=== Record set ===
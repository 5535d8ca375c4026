//! Decompressor untuk compressed IPC payload
//!
//! LZ-style expansion dengan back-reference table 256 slot yang di-index
//! oleh XOR dua byte output yang bersebelahan. Table di-update (catch-up)
//! setelah setiap literal DAN setiap copy, jadi back-reference berikutnya
//! bisa menunjuk ke byte hasil copy itu sendiri.
//!
//! Layout input:
//! ┌───────────────────────────────┬──────────────────────────────────┐
//! │ uncompressed total size (i32) │ flag byte, lalu 8 token per flag │
//! └───────────────────────────────┴──────────────────────────────────┘

use super::endian::Endianness;
use super::message::HEADER_SIZE;
use crate::error::ReaderError;

/// Batas atas rasio output / input compressed stream
const MAX_EXPANSION: usize = 128;

/// Expand payload (tanpa 8-byte header). Empat byte pertama adalah
/// ukuran message uncompressed termasuk header.
pub fn decompress(compressed: &[u8], endianness: Endianness) -> Result<Vec<u8>, ReaderError> {
    let size_bytes: [u8; 4] = match compressed.get(..4).and_then(|b| b.try_into().ok()) {
        Some(b) => b,
        None => return Err(ReaderError::InvalidCompressedSize(0)),
    };
    let total = match endianness {
        Endianness::Big => i32::from_be_bytes(size_bytes),
        Endianness::Little => i32::from_le_bytes(size_bytes),
    };
    let size = total.saturating_sub(HEADER_SIZE as i32);
    if size <= 0 {
        return Err(ReaderError::InvalidCompressedSize(size));
    }
    let size = size as usize;
    // satu flag byte + 8 copy token (2 byte input, max 257 byte output)
    if size > compressed.len().saturating_sub(4).saturating_mul(MAX_EXPANSION) {
        return Err(ReaderError::Compression("declared size exceeds maximum expansion"));
    }

    let mut out = vec![0u8; size];
    let mut refs = [0usize; 256];

    let input = |d: usize| -> Result<u8, ReaderError> {
        compressed
            .get(d)
            .copied()
            .ok_or(ReaderError::Compression("input exhausted"))
    };

    let mut bit: u32 = 0;
    let mut flags: u8 = 0;
    let mut s = 0usize; // output cursor
    let mut p = 0usize; // catch-up cursor
    let mut d = 4usize; // input cursor
    let mut n = 0usize;

    while s < size {
        if bit == 0 {
            flags = input(d)?;
            d += 1;
            bit = 1;
        }

        let is_copy = u32::from(flags) & bit != 0;
        if is_copy {
            let mut r = refs[input(d)? as usize];
            d += 1;
            if s + 2 > size || r + 2 > s {
                return Err(ReaderError::Compression("back-reference out of range"));
            }
            out[s] = out[r];
            out[s + 1] = out[r + 1];
            s += 2;
            r += 2;

            n = input(d)? as usize;
            d += 1;
            if s + n > size || r + n > size {
                return Err(ReaderError::Compression("copy overruns output"));
            }
            // overlap diperbolehkan: byte per byte, forward
            for m in 0..n {
                out[s + m] = out[r + m];
            }
        } else {
            out[s] = input(d)?;
            s += 1;
            d += 1;
        }

        while p + 1 < s {
            refs[(out[p] ^ out[p + 1]) as usize] = p;
            p += 1;
        }

        if is_copy {
            s += n;
            p = s;
        }

        bit <<= 1;
        if bit == 256 {
            bit = 0;
        }
    }

    Ok(out)
}
//! qwire Tick Subscriber
//!
//! Subscribe ke tabel `trade` di tickerplant lewat `.u.sub`, lalu cetak
//! setiap row dari message `(`upd; `trade; table)`.
//!
//! # Usage
//!
//! ```text
//! cargo run --release --bin qwire_tick_subscriber -- localhost 17010
//! ```

use std::io;
use std::sync::Arc;

use qwire::network::{CallbackConnection, ConnectionOptions, MessageHandler};
use qwire::protocol::Message;
use qwire::{Error, Value};
use tracing_subscriber::EnvFilter;

struct TickConfig {
    host: String,
    port: u16,
    table: String,
}

impl Default for TickConfig {
    fn default() -> Self {
        Self {
            host: "localhost".to_string(),
            port: 17010,
            table: "trade".to_string(),
        }
    }
}

struct UpdHandler;

impl MessageHandler for UpdHandler {
    fn on_data(&self, message: Message) {
        let Some(args) = message.data.as_list() else {
            return;
        };
        if let [name, _, Value::Table(table)] = args {
            if name.as_str() == Some("upd") {
                for row in table.rows() {
                    println!("{row}");
                }
            }
        }
    }

    fn on_error(&self, error: &Error) {
        eprintln!("Error received via callback: {error}");
    }
}

fn run_tick_subscriber(config: TickConfig) -> Result<(), Error> {
    let options = ConnectionOptions::default().host(config.host).port(config.port);
    let mut q = CallbackConnection::new(options, Arc::new(UpdHandler));
    q.open()?;
    println!("conn: {}  protocol: {}", *q, q.protocol_version());
    println!("Press <ENTER> to close application");

    let response = q.sync(
        ".u.sub",
        &[Value::symbol(config.table.as_str()), Value::symbol("")],
    )?;
    if let Some(model) = response.as_list().and_then(|r| r.get(1)).and_then(Value::as_table) {
        println!("📋 Subscribed to `{}: {}", config.table, model.columns().join(" "));
    }

    q.start_listener()?;

    let mut line = String::new();
    io::stdin().read_line(&mut line)?;

    q.stop_listener();
    q.close();
    Ok(())
}

fn parse_args() -> TickConfig {
    let args: Vec<String> = std::env::args().skip(1).collect();
    let mut config = TickConfig::default();

    if args.iter().any(|a| a == "--help") {
        println!("qwire Tick Subscriber\n");
        println!("Usage: qwire_tick_subscriber [HOST] [PORT] [TABLE]\n");
        println!("  HOST    tickerplant host (default: localhost)");
        println!("  PORT    tickerplant port (default: 17010)");
        println!("  TABLE   table to subscribe (default: trade)");
        std::process::exit(0);
    }

    if let Some(host) = args.first() {
        config.host = host.clone();
    }
    if let Some(port) = args.get(1) {
        config.port = port.parse().unwrap_or(config.port);
    }
    if let Some(table) = args.get(2) {
        config.table = table.clone();
    }
    config
}

fn main() {
    tracing_subscriber::fmt()
        .with_env_filter(EnvFilter::try_from_default_env().unwrap_or_else(|_| "info".into()))
        .init();

    let config = parse_args();
    if let Err(e) = run_tick_subscriber(config) {
        eprintln!("❌ Tick subscriber error: {e}");
        std::process::exit(1);
    }
}
//! Error taxonomy
//!
//! - `Error`: crate boundary, dipakai oleh connection layer
//! - `ReaderError` / `WriterError`: codec failures, dibedakan dari I/O biasa
//! - `TypeError`, `ModelError`, `ParseError`: registry, value model, text parsing

use std::io;

use crate::protocol::QType;

/// Top-level error untuk semua operasi connection.
#[derive(Debug, thiserror::Error)]
pub enum Error {
    /// Transport tidak tersedia atau handshake ditolak
    #[error("connection error: {0}")]
    Connection(String),

    #[error("i/o error: {0}")]
    Io(#[from] io::Error),

    #[error("reader error: {0}")]
    Reader(ReaderError),

    #[error("writer error: {0}")]
    Writer(#[from] WriterError),

    /// Error yang dikirim oleh remote side lewat error tag
    #[error("remote error: {0}")]
    Remote(String),
}

impl Error {
    /// Remote dan protocol errors tidak merusak stream; listener boleh lanjut.
    pub fn is_recoverable(&self) -> bool {
        match self {
            Error::Remote(_) => true,
            Error::Reader(e) => !e.is_io(),
            _ => false,
        }
    }
}

impl From<ReaderError> for Error {
    fn from(e: ReaderError) -> Self {
        match e {
            ReaderError::Remote(message) => Error::Remote(message),
            ReaderError::Io(e) => Error::Io(e),
            other => Error::Reader(other),
        }
    }
}

/// Failure saat membaca atau men-decode message.
#[derive(Debug, thiserror::Error)]
pub enum ReaderError {
    #[error(transparent)]
    Io(#[from] io::Error),

    /// Remote error tag; selalu di-raise, tidak pernah jadi value
    #[error("{0}")]
    Remote(String),

    #[error("unexpected end of buffer: need {needed} bytes at offset {offset}, {available} available")]
    UnexpectedEof {
        offset: usize,
        needed: usize,
        available: usize,
    },

    #[error("invalid length prefix: {0}")]
    InvalidLength(i32),

    #[error(transparent)]
    Type(#[from] TypeError),

    #[error("unsupported type on read: {0:?}")]
    UnsupportedType(QType),

    #[error("cannot build dictionary from {keys:?} keys and {values:?} values")]
    DictionaryShape { keys: QType, values: QType },

    #[error("invalid uncompressed size: {0}")]
    InvalidCompressedSize(i32),

    #[error("malformed compressed stream: {0}")]
    Compression(&'static str),

    #[error("invalid text: {0}")]
    Text(String),

    #[error("unexpected message type: {0}")]
    UnexpectedMessage(String),

    #[error(transparent)]
    Model(#[from] ModelError),
}

impl ReaderError {
    #[inline]
    pub fn is_io(&self) -> bool {
        matches!(self, ReaderError::Io(_))
    }
}

/// Failure saat serialisasi. Buffer selalu dibangun di memory dulu,
/// jadi tidak ada partial write ke transport.
#[derive(Debug, thiserror::Error)]
pub enum WriterError {
    #[error(transparent)]
    Io(#[from] io::Error),

    #[error(transparent)]
    Type(#[from] TypeError),

    #[error("cannot serialize {0:?}")]
    UnsupportedType(QType),

    #[error("too many parameters: {0} (max 8)")]
    TooManyParameters(usize),

    #[error("{qtype:?} requires protocol version {required}, negotiated {negotiated}")]
    ProtocolVersion {
        qtype: QType,
        required: u8,
        negotiated: u8,
    },

    #[error("character {0:?} cannot be encoded in a single byte")]
    CharOutOfRange(char),

    #[error("text not representable in target encoding: {0:?}")]
    Text(String),

    #[error("message too large: {0} bytes")]
    MessageTooLarge(usize),
}

/// Type registry lookups.
#[derive(Debug, Clone, PartialEq, Eq, thiserror::Error)]
pub enum TypeError {
    #[error("unknown type tag: {0}")]
    UnmappedTag(i8),

    #[error("no wire type for value: {0}")]
    UnmappedShape(String),

    #[error("no null value defined for {0:?}")]
    NoNullValue(QType),
}

/// Invariant violations saat membangun value model.
#[derive(Debug, Clone, PartialEq, Eq, thiserror::Error)]
pub enum ModelError {
    #[error("table requires at least one column")]
    EmptyTable,

    #[error("column names ({columns}) and data columns ({data}) differ")]
    ColumnCountMismatch { columns: usize, data: usize },

    #[error("column {0:?} is not an array")]
    NonArrayColumn(String),

    #[error("column {column:?} has {actual} rows, expected {expected}")]
    RowCountMismatch {
        column: String,
        expected: usize,
        actual: usize,
    },

    #[error("table column names must be a symbol list")]
    TableColumns,

    #[error("table data must be a general list")]
    TableData,

    #[error("dictionary requires at least one key")]
    EmptyDictionary,

    #[error("dictionary keys must be a vector")]
    DictionaryKeys,

    #[error("dictionary values must be a vector or a table")]
    DictionaryValues,

    #[error("dictionary keys ({keys}) and values ({values}) differ in length")]
    DictionaryLength { keys: usize, values: usize },

    #[error("keyed table requires non-empty tables, got {keys} key rows and {values} value rows")]
    KeyedTableRows { keys: usize, values: usize },

    #[error("unknown key column {0:?}")]
    UnknownKeyColumn(String),

    #[error("invalid lambda expression: {0:?}")]
    InvalidLambda(String),

    #[error("cell ({column}, {row}) out of bounds")]
    CellOutOfBounds { column: usize, row: usize },

    #[error("cannot store {value} in column {column:?}")]
    CellType { column: String, value: String },
}

/// Text representation yang tidak valid untuk temporal type.
#[derive(Debug, Clone, PartialEq, Eq, thiserror::Error)]
#[error("cannot parse {input:?} as {kind}")]
pub struct ParseError {
    pub kind: &'static str,
    pub input: String,
}

impl ParseError {
    pub(crate) fn new(kind: &'static str, input: &str) -> Self {
        Self {
            kind,
            input: input.to_string(),
        }
    }
}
===
▶ **Work item**: Your answer consists solely of the lines from the top of the records above through the line that contains "let mut refs = [0usize; 256];", each echoed exactly.

▶ **Task output**:
repository 5535d8ca375c4026
//! Decompressor untuk compressed IPC payload
//!
//! LZ-style expansion dengan back-reference table 256 slot yang di-index
//! oleh XOR dua byte output yang bersebelahan. Table di-update (catch-up)
//! setelah setiap literal DAN setiap copy, jadi back-reference berikutnya
//! bisa menunjuk ke byte hasil copy itu sendiri.
//!
//! Layout input:
//! ┌───────────────────────────────┬──────────────────────────────────┐
//! │ uncompressed total size (i32) │ flag byte, lalu 8 token per flag │
//! └───────────────────────────────┴──────────────────────────────────┘

use super::endian::Endianness;
use super::message::HEADER_SIZE;
use crate::error::ReaderError;

/// Batas atas rasio output / input compressed stream
const MAX_EXPANSION: usize = 128;

/// Expand payload (tanpa 8-byte header). Empat byte pertama adalah
/// ukuran message uncompressed termasuk header.
pub fn decompress(compressed: &[u8], endianness: Endianness) -> Result<Vec<u8>, ReaderError> {
    let size_bytes: [u8; 4] = match compressed.get(..4).and_then(|b| b.try_into().ok()) {
        Some(b) => b,
        None => return Err(ReaderError::InvalidCompressedSize(0)),
    };
    let total = match endianness {
        Endianness::Big => i32::from_be_bytes(size_bytes),
        Endianness::Little => i32::from_le_bytes(size_bytes),
    };
    let size = total.saturating_sub(HEADER_SIZE as i32);
    if size <= 0 {
        return Err(ReaderError::InvalidCompressedSize(size));
    }
    let size = size as usize;
    // satu flag byte + 8 copy token (2 byte input, max 257 byte output)
    if size > compressed.len().saturating_sub(4).saturating_mul(MAX_EXPANSION) {
        return Err(ReaderError::Compression("declared size exceeds maximum expansion"));
    }

    let mut out = vec![0u8; size];
    let mut refs = [0usize; 256];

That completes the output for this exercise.